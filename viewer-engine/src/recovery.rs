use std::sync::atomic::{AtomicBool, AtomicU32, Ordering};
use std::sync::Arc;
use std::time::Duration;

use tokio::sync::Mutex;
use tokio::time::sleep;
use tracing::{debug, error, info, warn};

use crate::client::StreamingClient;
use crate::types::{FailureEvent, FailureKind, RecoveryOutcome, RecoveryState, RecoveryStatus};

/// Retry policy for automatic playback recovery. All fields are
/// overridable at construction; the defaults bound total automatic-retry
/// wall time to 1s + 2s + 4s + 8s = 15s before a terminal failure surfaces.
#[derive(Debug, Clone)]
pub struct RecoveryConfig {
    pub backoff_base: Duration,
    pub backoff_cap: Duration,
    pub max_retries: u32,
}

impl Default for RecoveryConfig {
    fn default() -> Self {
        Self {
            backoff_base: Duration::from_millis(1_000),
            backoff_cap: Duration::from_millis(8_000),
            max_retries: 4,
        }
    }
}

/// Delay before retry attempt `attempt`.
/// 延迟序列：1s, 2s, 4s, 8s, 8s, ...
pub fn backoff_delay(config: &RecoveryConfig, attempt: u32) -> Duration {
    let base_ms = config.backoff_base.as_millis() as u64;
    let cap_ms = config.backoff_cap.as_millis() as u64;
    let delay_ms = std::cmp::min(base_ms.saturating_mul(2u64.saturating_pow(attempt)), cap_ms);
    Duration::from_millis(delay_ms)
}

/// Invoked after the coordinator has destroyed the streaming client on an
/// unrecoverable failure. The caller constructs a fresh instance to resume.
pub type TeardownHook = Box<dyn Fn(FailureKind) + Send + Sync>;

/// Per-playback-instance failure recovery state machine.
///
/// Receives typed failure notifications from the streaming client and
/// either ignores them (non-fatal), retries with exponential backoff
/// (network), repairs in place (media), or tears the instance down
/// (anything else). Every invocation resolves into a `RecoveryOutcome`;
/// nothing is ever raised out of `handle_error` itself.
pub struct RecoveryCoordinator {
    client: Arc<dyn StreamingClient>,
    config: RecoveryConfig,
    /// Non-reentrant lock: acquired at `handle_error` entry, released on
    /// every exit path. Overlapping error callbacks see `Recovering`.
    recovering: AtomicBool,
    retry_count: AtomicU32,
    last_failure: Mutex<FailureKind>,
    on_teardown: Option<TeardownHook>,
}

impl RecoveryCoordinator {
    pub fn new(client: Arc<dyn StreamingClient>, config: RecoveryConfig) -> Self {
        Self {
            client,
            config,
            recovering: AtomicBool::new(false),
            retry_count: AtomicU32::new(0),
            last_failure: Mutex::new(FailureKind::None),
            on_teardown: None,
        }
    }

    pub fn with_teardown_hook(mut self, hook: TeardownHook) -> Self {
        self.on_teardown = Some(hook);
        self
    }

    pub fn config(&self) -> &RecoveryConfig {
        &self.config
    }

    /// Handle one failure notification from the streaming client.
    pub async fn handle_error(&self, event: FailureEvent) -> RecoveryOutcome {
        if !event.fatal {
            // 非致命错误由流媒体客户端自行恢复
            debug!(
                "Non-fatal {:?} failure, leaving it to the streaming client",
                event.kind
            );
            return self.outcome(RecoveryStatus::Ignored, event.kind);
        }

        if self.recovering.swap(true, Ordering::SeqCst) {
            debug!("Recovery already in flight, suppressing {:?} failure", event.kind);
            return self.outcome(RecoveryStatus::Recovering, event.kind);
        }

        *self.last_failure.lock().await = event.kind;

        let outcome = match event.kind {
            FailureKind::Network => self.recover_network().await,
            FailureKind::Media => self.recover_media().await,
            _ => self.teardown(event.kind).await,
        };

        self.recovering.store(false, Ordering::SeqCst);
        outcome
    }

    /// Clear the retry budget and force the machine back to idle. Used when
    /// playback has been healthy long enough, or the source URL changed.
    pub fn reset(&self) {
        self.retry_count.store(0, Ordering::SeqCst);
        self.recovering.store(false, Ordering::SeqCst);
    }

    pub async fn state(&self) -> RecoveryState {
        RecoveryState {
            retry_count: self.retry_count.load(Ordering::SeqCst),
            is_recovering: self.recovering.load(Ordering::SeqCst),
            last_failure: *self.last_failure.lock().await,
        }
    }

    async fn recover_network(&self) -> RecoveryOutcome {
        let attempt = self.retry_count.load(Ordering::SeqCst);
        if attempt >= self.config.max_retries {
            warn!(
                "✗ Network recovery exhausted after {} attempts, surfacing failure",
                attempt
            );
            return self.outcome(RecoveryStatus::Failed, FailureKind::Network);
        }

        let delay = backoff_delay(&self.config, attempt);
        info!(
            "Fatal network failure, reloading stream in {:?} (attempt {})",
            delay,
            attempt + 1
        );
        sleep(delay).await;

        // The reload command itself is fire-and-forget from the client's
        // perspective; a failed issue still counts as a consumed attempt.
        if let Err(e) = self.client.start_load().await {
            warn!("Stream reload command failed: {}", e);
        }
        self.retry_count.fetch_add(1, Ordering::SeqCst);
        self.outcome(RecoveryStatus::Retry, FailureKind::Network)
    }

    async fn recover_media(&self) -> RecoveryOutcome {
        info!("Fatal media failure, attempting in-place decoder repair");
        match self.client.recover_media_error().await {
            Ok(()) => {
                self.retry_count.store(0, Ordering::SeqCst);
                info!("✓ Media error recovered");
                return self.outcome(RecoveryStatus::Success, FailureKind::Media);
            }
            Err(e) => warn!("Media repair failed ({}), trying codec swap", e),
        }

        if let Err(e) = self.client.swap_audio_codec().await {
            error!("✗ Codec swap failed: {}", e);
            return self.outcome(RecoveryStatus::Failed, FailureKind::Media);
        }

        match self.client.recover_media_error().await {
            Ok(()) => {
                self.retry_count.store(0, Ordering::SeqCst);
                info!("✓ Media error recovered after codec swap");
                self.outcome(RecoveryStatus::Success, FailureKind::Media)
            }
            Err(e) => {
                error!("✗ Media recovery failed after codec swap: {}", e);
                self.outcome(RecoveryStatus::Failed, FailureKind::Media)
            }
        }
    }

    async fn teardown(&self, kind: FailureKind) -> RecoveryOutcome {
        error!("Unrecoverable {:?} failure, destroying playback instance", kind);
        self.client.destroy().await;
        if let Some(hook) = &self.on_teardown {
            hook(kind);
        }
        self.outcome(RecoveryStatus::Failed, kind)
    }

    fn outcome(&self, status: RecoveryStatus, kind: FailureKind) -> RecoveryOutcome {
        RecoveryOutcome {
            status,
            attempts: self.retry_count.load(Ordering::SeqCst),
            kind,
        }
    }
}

----

Exercise:
Line by line, repeat the data exactly.

Result below:
filename viewer-engine/src/recovery.rs
use std::sync::atomic::{AtomicBool, AtomicU32, Ordering};
use std::sync::Arc;
use std::time::Duration;

use tokio::sync::Mutex;
use tokio::time::sleep;
use tracing::{debug, error, info, warn};

use crate::client::StreamingClient;
use crate::types::{FailureEvent, FailureKind, RecoveryOutcome, RecoveryState, RecoveryStatus};

/// Retry policy for automatic playback recovery. All fields are
/// overridable at construction; the defaults bound total automatic-retry
/// wall time to 1s + 2s + 4s + 8s = 15s before a terminal failure surfaces.
#[derive(Debug, Clone)]
pub struct RecoveryConfig {
    pub backoff_base: Duration,
    pub backoff_cap: Duration,
    pub max_retries: u32,
}

impl Default for RecoveryConfig {
    fn default() -> Self {
        Self {
            backoff_base: Duration::from_millis(1_000),
            backoff_cap: Duration::from_millis(8_000),
            max_retries: 4,
        }
    }
}

/// Delay before retry attempt `attempt`.
/// 延迟序列：1s, 2s, 4s, 8s, 8s, ...
pub fn backoff_delay(config: &RecoveryConfig, attempt: u32) -> Duration {
    let base_ms = config.backoff_base.as_millis() as u64;
    let cap_ms = config.backoff_cap.as_millis() as u64;
    let delay_ms = std::cmp::min(base_ms.saturating_mul(2u64.saturating_pow(attempt)), cap_ms);
    Duration::from_millis(delay_ms)
}

/// Invoked after the coordinator has destroyed the streaming client on an
/// unrecoverable failure. The caller constructs a fresh instance to resume.
pub type TeardownHook = Box<dyn Fn(FailureKind) + Send + Sync>;

/// Per-playback-instance failure recovery state machine.
///
/// Receives typed failure notifications from the streaming client and
/// either ignores them (non-fatal), retries with exponential backoff
/// (network), repairs in place (media), or tears the instance down
/// (anything else). Every invocation resolves into a `RecoveryOutcome`;
/// nothing is ever raised out of `handle_error` itself.
pub struct RecoveryCoordinator {
    client: Arc<dyn StreamingClient>,
    config: RecoveryConfig,
    /// Non-reentrant lock: acquired at `handle_error` entry, released on
    /// every exit path. Overlapping error callbacks see `Recovering`.
    recovering: AtomicBool,
    retry_count: AtomicU32,
    last_failure: Mutex<FailureKind>,
    on_teardown: Option<TeardownHook>,
}

impl RecoveryCoordinator {
    pub fn new(client: Arc<dyn StreamingClient>, config: RecoveryConfig) -> Self {
        Self {
            client,
            config,
            recovering: AtomicBool::new(false),
            retry_count: AtomicU32::new(0),
            last_failure: Mutex::new(FailureKind::None),
            on_teardown: None,
        }
    }

    pub fn with_teardown_hook(mut self, hook: TeardownHook) -> Self {
        self.on_teardown = Some(hook);
        self
    }

    pub fn config(&self) -> &RecoveryConfig {
        &self.config
    }

    /// Handle one failure notification from the streaming client.
    pub async fn handle_error(&self, event: FailureEvent) -> RecoveryOutcome {
        if !event.fatal {
            // 非致命错误由流媒体客户端自行恢复
            debug!(
                "Non-fatal {:?} failure, leaving it to the streaming client",
                event.kind
            );
            return self.outcome(RecoveryStatus::Ignored, event.kind);
        }

        if self.recovering.swap(true, Ordering::SeqCst) {
            debug!("Recovery already in flight, suppressing {:?} failure", event.kind);
            return self.outcome(RecoveryStatus::Recovering, event.kind);
        }

        *self.last_failure.lock().await = event.kind;

        let outcome = match event.kind {
            FailureKind::Network => self.recover_network().await,
            FailureKind::Media => self.recover_media().await,
            _ => self.teardown(event.kind).await,
        };

        self.recovering.store(false, Ordering::SeqCst);
        outcome
    }

    /// Clear the retry budget and force the machine back to idle. Used when
    /// playback has been healthy long enough, or the source URL changed.
    pub fn reset(&self) {
        self.retry_count.store(0, Ordering::SeqCst);
        self.recovering.store(false, Ordering::SeqCst);
    }

    pub async fn state(&self) -> RecoveryState {
        RecoveryState {
            retry_count: self.retry_count.load(Ordering::SeqCst),
            is_recovering: self.recovering.load(Ordering::SeqCst),
            last_failure: *self.last_failure.lock().await,
        }
    }

    async fn recover_network(&self) -> RecoveryOutcome {
        let attempt = self.retry_count.load(Ordering::SeqCst);
        if attempt >= self.config.max_retries {
            warn!(
                "✗ Network recovery exhausted after {} attempts, surfacing failure",
                attempt
            );
            return self.outcome(RecoveryStatus::Failed, FailureKind::Network);
        }

        let delay = backoff_delay(&self.config, attempt);
        info!(
            "Fatal network failure, reloading stream in {:?} (attempt {})",
            delay,
            attempt + 1
        );
        sleep(delay).await;

        // The reload command itself is fire-and-forget from the client's
        // perspective; a failed issue still counts as a consumed attempt.
        if let Err(e) = self.client.start_load().await {
            warn!("Stream reload command failed: {}", e);
        }
        self.retry_count.fetch_add(1, Ordering::SeqCst);
        self.outcome(RecoveryStatus::Retry, FailureKind::Network)
    }

    async fn recover_media(&self) -> RecoveryOutcome {
        info!("Fatal media failure, attempting in-place decoder repair");
        match self.client.recover_media_error().await {
            Ok(()) => {
                self.retry_count.store(0, Ordering::SeqCst);
                info!("✓ Media error recovered");
                return self.outcome(RecoveryStatus::Success, FailureKind::Media);
            }
            Err(e) => warn!("Media repair failed ({}), trying codec swap", e),
        }

        if let Err(e) = self.client.swap_audio_codec().await {
            error!("✗ Codec swap failed: {}", e);
            return self.outcome(RecoveryStatus::Failed, FailureKind::Media);
        }

        match self.client.recover_media_error().await {
            Ok(()) => {
                self.retry_count.store(0, Ordering::SeqCst);
                info!("✓ Media error recovered after codec swap");
                self.outcome(RecoveryStatus::Success, FailureKind::Media)
            }
            Err(e) => {
                error!("✗ Media recovery failed after codec swap: {}", e);
                self.outcome(RecoveryStatus::Failed, FailureKind::Media)
            }
        }
    }

    async fn teardown(&self, kind: FailureKind) -> RecoveryOutcome {
        error!("Unrecoverable {:?} failure, destroying playback instance", kind);
        self.client.destroy().await;
        if let Some(hook) = &self.on_teardown {
            hook(kind);
        }
        self.outcome(RecoveryStatus::Failed, kind)
    }

    fn outcome(&self, status: RecoveryStatus, kind: FailureKind) -> RecoveryOutcome {
        RecoveryOutcome {
            status,
            attempts: self.retry_count.load(Ordering::SeqCst),
            kind,
        }
    }
}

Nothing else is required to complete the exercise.